■ What this task involves
Write out every line from the listing below where the string "contactPhone" is found.

[[ Material supplied open ]]

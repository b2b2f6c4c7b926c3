use super::{Directory, Populated};
use crate::{
    access::Owned,
    error::{AppError, AppResult},
};
use chrono::{DateTime, Utc};
use serde::{Deserialize, Serialize};
use uuid::Uuid;

#[derive(Debug, Clone, Copy, PartialEq, Eq, Serialize, Deserialize)]
pub enum ItemCategory {
    Electronics,
    Books,
    Accessories,
    #[serde(rename = "ID Cards")]
    IdCards,
    Clothing,
    Other,
}

#[derive(Debug, Clone, Copy, PartialEq, Eq, Serialize, Deserialize)]
#[serde(rename_all = "lowercase")]
pub enum ItemType {
    Lost,
    Found,
}

#[derive(Debug, Clone, Copy, PartialEq, Eq, Serialize, Deserialize)]
#[serde(rename_all = "lowercase")]
pub enum ItemStatus {
    Active,
    Claimed,
    Resolved,
}

#[derive(Debug, Clone, Copy, PartialEq, Eq, Serialize, Deserialize)]
#[serde(rename_all = "lowercase")]
pub enum ClaimStatus {
    Pending,
    Approved,
    Rejected,
}

/// Most images a single report or update may attach.
pub const MAX_ITEM_IMAGES: usize = 5;

#[derive(Debug, Clone, Serialize, Deserialize)]
#[serde(rename_all = "camelCase")]
pub struct LostFoundItem<U = Uuid> {
    pub id: Uuid,
    pub title: String,
    pub description: String,
    pub category: ItemCategory,
    #[serde(rename = "type")]
    pub kind: ItemType,
    pub location: String,
    pub date: DateTime<Utc>,
    #[serde(default)]
    pub images: Vec<String>,
    pub contact_name: String,
    pub contact_phone: String,
    pub contact_email: Option<String>,
    pub status: ItemStatus,
    #[serde(default)]
    pub claims: Vec<Claim<U>>,
    pub posted_by: U,
    pub created_at: DateTime<Utc>,
    pub updated_at: DateTime<Utc>,
}

document!(LostFoundItem, "lost_found", "Item");

impl Owned for LostFoundItem {
    fn owner(&self) -> Uuid {
        self.posted_by
    }
}

#[derive(Debug, Clone, Serialize, Deserialize)]
#[serde(rename_all = "camelCase")]
pub struct Claim<U = Uuid> {
    pub id: Uuid,
    pub claimed_by: U,
    pub message: String,
    pub status: ClaimStatus,
    pub claimed_at: DateTime<Utc>,
}

#[derive(Debug, Clone, Deserialize)]
#[serde(rename_all = "camelCase")]
pub struct NewItem {
    pub title: String,
    pub description: String,
    pub category: ItemCategory,
    #[serde(rename = "type")]
    pub kind: ItemType,
    pub location: String,
    pub date: Option<DateTime<Utc>>,
    pub contact_name: String,
    pub contact_phone: String,
    pub contact_email: Option<String>,
}

#[derive(Debug, Clone, Default, Deserialize)]
#[serde(rename_all = "camelCase")]
pub struct ItemPatch {
    pub title: Option<String>,
    pub description: Option<String>,
    pub category: Option<ItemCategory>,
    #[serde(rename = "type")]
    pub kind: Option<ItemType>,
    pub location: Option<String>,
    pub date: Option<DateTime<Utc>>,
    pub contact_name: Option<String>,
    pub contact_phone: Option<String>,
    pub contact_email: Option<String>,
    pub status: Option<ItemStatus>,
}

#[derive(Debug, Clone, Default, Deserialize)]
#[serde(rename_all = "camelCase")]
pub struct ItemFilter {
    #[serde(rename = "type")]
    pub kind: Option<ItemType>,
    pub category: Option<ItemCategory>,
    pub status: Option<ItemStatus>,
    pub search: Option<String>,
}

impl ItemFilter {
    pub fn matches(&self, item: &LostFoundItem) -> bool {
        self.kind.map_or(true, |k| k == item.kind)
            && self.category.map_or(true, |c| c == item.category)
            && self.status.map_or(true, |s| s == item.status)
            && self.search.as_deref().map_or(true, |needle| {
                super::matches_text(
                    needle,
                    [
                        item.title.as_str(),
                        item.description.as_str(),
                        item.location.as_str(),
                    ],
                )
            })
    }
}

fn check_email(email: Option<&str>) -> AppResult<()> {
    match email {
        Some(email) if !email.is_empty() => super::email("contactEmail", email),
        _ => Ok(()),
    }
}

impl NewItem {
    pub fn validate(&self) -> AppResult<()> {
        super::required_max("title", &self.title, 100)?;
        super::required_max("description", &self.description, 500)?;
        super::required("location", &self.location)?;
        super::required("contactName", &self.contact_name)?;
        super::phone("contactPhone", &self.contact_phone)?;
        check_email(self.contact_email.as_deref())
    }

    pub fn into_item(self, posted_by: Uuid, images: Vec<String>, now: DateTime<Utc>) -> LostFoundItem {
        LostFoundItem {
            id: Uuid::new_v4(),
            title: self.title.trim().to_string(),
            description: self.description,
            category: self.category,
            kind: self.kind,
            location: self.location,
            date: self.date.unwrap_or(now),
            images,
            contact_name: self.contact_name,
            contact_phone: self.contact_phone,
            contact_email: self.contact_email.filter(|e| !e.is_empty()),
            status: ItemStatus::Active,
            claims: Vec::new(),
            posted_by,
            created_at: now,
            updated_at: now,
        }
    }
}

impl LostFoundItem {
    /// Applies an owner edit. New images are appended, never replacing the
    /// existing ones. The only status an edit may set is `resolved`.
    pub fn apply(&mut self, patch: ItemPatch, new_images: Vec<String>) -> AppResult<()> {
        if let Some(status) = patch.status {
            if status != self.status && status != ItemStatus::Resolved {
                return Err(AppError::invalid_state(
                    "item status can only be changed to resolved",
                ));
            }
            self.status = status;
        }
        if let Some(title) = patch.title {
            super::required_max("title", &title, 100)?;
            self.title = title.trim().to_string();
        }
        if let Some(description) = patch.description {
            super::required_max("description", &description, 500)?;
            self.description = description;
        }
        if let Some(location) = patch.location {
            super::required("location", &location)?;
            self.location = location;
        }
        if let Some(name) = patch.contact_name {
            super::required("contactName", &name)?;
            self.contact_name = name;
        }
        if let Some(phone) = patch.contact_phone {
            super::phone("contactPhone", &phone)?;
            self.contact_phone = phone;
        }
        if patch.contact_email.is_some() {
            check_email(patch.contact_email.as_deref())?;
            self.contact_email = patch.contact_email.filter(|e| !e.is_empty());
        }
        if let Some(category) = patch.category {
            self.category = category;
        }
        if let Some(kind) = patch.kind {
            self.kind = kind;
        }
        if let Some(date) = patch.date {
            self.date = date;
        }
        self.images.extend(new_images);
        Ok(())
    }

    pub fn claim(&mut self, user: Uuid, message: String, now: DateTime<Utc>) -> AppResult<()> {
        super::required("message", &message)?;
        if self.status != ItemStatus::Active {
            return Err(AppError::invalid_state(
                "item is no longer available for claiming",
            ));
        }
        if self.claims.iter().any(|c| c.claimed_by == user) {
            return Err(AppError::conflict("you have already claimed this item"));
        }

        self.claims.push(Claim {
            id: Uuid::new_v4(),
            claimed_by: user,
            message,
            status: ClaimStatus::Pending,
            claimed_at: now,
        });
        Ok(())
    }

    /// Decides a pending claim. Approving hands the item over: it becomes
    /// `claimed` and every other pending claim is rejected.
    pub fn decide_claim(&mut self, claim_id: Uuid, decision: ClaimStatus) -> AppResult<()> {
        if decision == ClaimStatus::Pending {
            return Err(AppError::validation(
                "status",
                "status must be approved or rejected",
            ));
        }
        let item_status = self.status;
        let claim = self
            .claims
            .iter_mut()
            .find(|c| c.id == claim_id)
            .ok_or(AppError::NotFound("Claim"))?;
        if claim.status != ClaimStatus::Pending {
            return Err(AppError::invalid_state("claim has already been decided"));
        }
        if decision == ClaimStatus::Approved && item_status != ItemStatus::Active {
            return Err(AppError::invalid_state(
                "item is no longer available for claiming",
            ));
        }
        claim.status = decision;

        if decision == ClaimStatus::Approved {
            self.status = ItemStatus::Claimed;
            for other in self.claims.iter_mut().filter(|c| c.id != claim_id) {
                if other.status == ClaimStatus::Pending {
                    other.status = ClaimStatus::Rejected;
                }
            }
        }
        Ok(())
    }

    pub fn user_ids(&self) -> Vec<Uuid> {
        std::iter::once(self.posted_by)
            .chain(self.claims.iter().map(|c| c.claimed_by))
            .collect()
    }

    /// The poster and claimants are points of contact, so their phone
    /// numbers are included.
    pub fn populate(self, users: &Directory) -> LostFoundItem<Populated> {
        LostFoundItem {
            id: self.id,
            title: self.title,
            description: self.description,
            category: self.category,
            kind: self.kind,
            location: self.location,
            date: self.date,
            images: self.images,
            contact_name: self.contact_name,
            contact_phone: self.contact_phone,
            contact_email: self.contact_email,
            status: self.status,
            claims: self
                .claims
                .into_iter()
                .map(|c| Claim {
                    id: c.id,
                    claimed_by: users.contact(c.claimed_by),
                    message: c.message,
                    status: c.status,
                    claimed_at: c.claimed_at,
                })
                .collect(),
            posted_by: users.contact(self.posted_by),
            created_at: self.created_at,
            updated_at: self.updated_at,
        }
    }
}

[[ Material supplied closed ]]

■ Exercise output
        super::phone("contactPhone", &self.contact_phone)?;
            super::phone("contactPhone", &phone)?;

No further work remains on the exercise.